# Annotations¶

## Raven¶

raven.py: Utilities for dealing with Raven files

opensoundscape.raven.annotation_check(directory, col)

Check that rows of Raven annotations files contain class labels

Parameters: directory – The path which contains Raven annotations file(s) col – Name of column containing annotations None
opensoundscape.raven.generate_class_corrections(directory, col)

Generate a CSV to specify any class overrides

Parameters: directory – The path which contains lowercase Raven annotations file(s) col – Name of column containing annotations A multiline string containing a CSV file with two columns raw and corrected csv (string)
opensoundscape.raven.generate_split_labels_file(directory, col, split_len_s, total_len_s=None, species=None, out_csv=None)

Generate binary labels for a directory of Raven annotations

Given a directory of lowercase Raven annotations, splits the annotations into segments that can be used as labels for machine learning programs that only take short segments.

Parameters: directory – The path which contains lowercase Raven annotations file(s) col (str) – name of column in Raven file to look for annotations in split_len_s (int) – length of segments to break annotations into (e.g. for 5s: 5) total_len_s (float) – length of original files (e.g. for 5-minute file: 300). If not provided, estimates length individually for each file based on end time of last annotation [default: None] species (str, list, or None) – species or list of species annotations to look for [default: None] out_csv (str) (optional) – None] split file of the format filename, start_seg, end_seg, species1, species2, …, speciesN orig/fname1, 0, 5, 0, 1, …, 1 orig/fname1, 5, 10, 0, 0, …, 1 orig/fname2, 0, 5, 1, 1, …, 1 … saves all_selections to out_csv if this is specified all_selections (pd.DataFrame)
opensoundscape.raven.get_labels_in_dataset(selections_files, col)

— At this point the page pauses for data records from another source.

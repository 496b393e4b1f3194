//! HTTP-date handling (RFC 7231 §7.1.1.1).
//!
//! Output is always IMF-fixdate. Input additionally accepts the two obsolete
//! forms every HTTP recipient must still understand.

use chrono::{DateTime, NaiveDateTime, Utc};

use super::MementoError;

/// `Sat, 10 Aug 2013 00:00:00 GMT`
pub const IMF_FIXDATE: &str = "%a, %d %b %Y %H:%M:%S GMT";
/// `Saturday, 10-Aug-13 00:00:00 GMT`
const RFC_850: &str = "%A, %d-%b-%y %H:%M:%S GMT";
/// `Sat Aug 10 00:00:00 2013`
const ASCTIME: &str = "%a %b %e %H:%M:%S %Y";

pub fn format_http_date(datetime: DateTime<Utc>) -> String {
    datetime.format(IMF_FIXDATE).to_string()
}

/// Parse an HTTP-date. The weekday must agree with the date.
pub fn parse_http_date(value: &str) -> Result<DateTime<Utc>, MementoError> {
    let value = value.trim();

    [IMF_FIXDATE, RFC_850, ASCTIME]
        .iter()
        .find_map(|format| NaiveDateTime::parse_from_str(value, format).ok())
        .map(|naive| naive.and_utc())
        .ok_or_else(|| MementoError::InvalidDatetime(value.to_string()))
}
use std::fmt;

use serde::{Deserialize, Serialize};

macro_rules! id_newtype {
    ($name:ident) => {
        #[derive(Debug, Clone, Copy, PartialEq, Eq, Hash, Serialize, Deserialize)]
        #[serde(transparent)]
        pub struct $name(pub i64);

        impl fmt::Display for $name {
            fn fmt(&self, f: &mut fmt::Formatter<'_>) -> fmt::Result {
                write!(f, "{}", self.0)
            }
        }
    };
}

macro_rules! string_id_newtype {
    ($name:ident) => {
        #[derive(Debug, Clone, PartialEq, Eq, Hash, PartialOrd, Ord, Serialize, Deserialize)]
        #[serde(transparent)]
        pub struct $name(pub String);

        impl $name {
            pub fn new(value: impl Into<String>) -> Self {
                Self(value.into())
            }

            pub fn as_str(&self) -> &str {
                &self.0
            }
        }

        impl fmt::Display for $name {
            fn fmt(&self, f: &mut fmt::Formatter<'_>) -> fmt::Result {
                f.write_str(&self.0)
            }
        }

        impl From<&str> for $name {
            fn from(value: &str) -> Self {
                Self(value.to_string())
            }
        }
    };
}

id_newtype!(MessageId);
string_id_newtype!(RoomId);
string_id_newtype!(MemberId);

/// Transcript entry kind as carried on the wire.
#[derive(Debug, Clone, Copy, PartialEq, Eq, Hash, Serialize, Deserialize)]
#[serde(rename_all = "UPPERCASE")]
pub enum MessageKind {
    Talk,
    File,
    System,
}

/// Identity shown for senders that are missing from the room roster.
#[derive(Debug, Clone, PartialEq, Eq)]
pub struct FallbackIdentity {
    pub name: String,
    pub rank: String,
    pub avatar_url: String,
}

impl FallbackIdentity {
    pub fn label(&self) -> String {
        display_label(&self.name, &self.rank)
    }
}

/// A roster member after profile enrichment.
#[derive(Debug, Clone, PartialEq, Eq)]
pub struct Participant {
    pub member_id: MemberId,
    pub name: String,
    pub rank_name: String,
    pub profile_image_url: String,
}

impl Participant {
    pub fn label(&self) -> String {
        display_label(&self.name, &self.rank_name)
    }
}

pub fn display_label(name: &str, rank: &str) -> String {
    if rank.is_empty() {
        name.to_string()
    } else {
        format!("{name} {rank}")
    }
}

Get list of all labels in selections_files

Parameters: selections_files (list) – list of Raven selections.txt files col (str) – the name of the column containing the labels a list of the unique values found in the label column of this dataset
opensoundscape.raven.lowercase_annotations(directory, out_dir=None)

Convert Raven annotation files to lowercase and save

Parameters: directory – The path which contains Raven annotations file(s) out_dir – The path at which to save (default: save in directory, same location as annotations) [default: None] None
opensoundscape.raven.query_annotations(directory, cls, col, print_out=False)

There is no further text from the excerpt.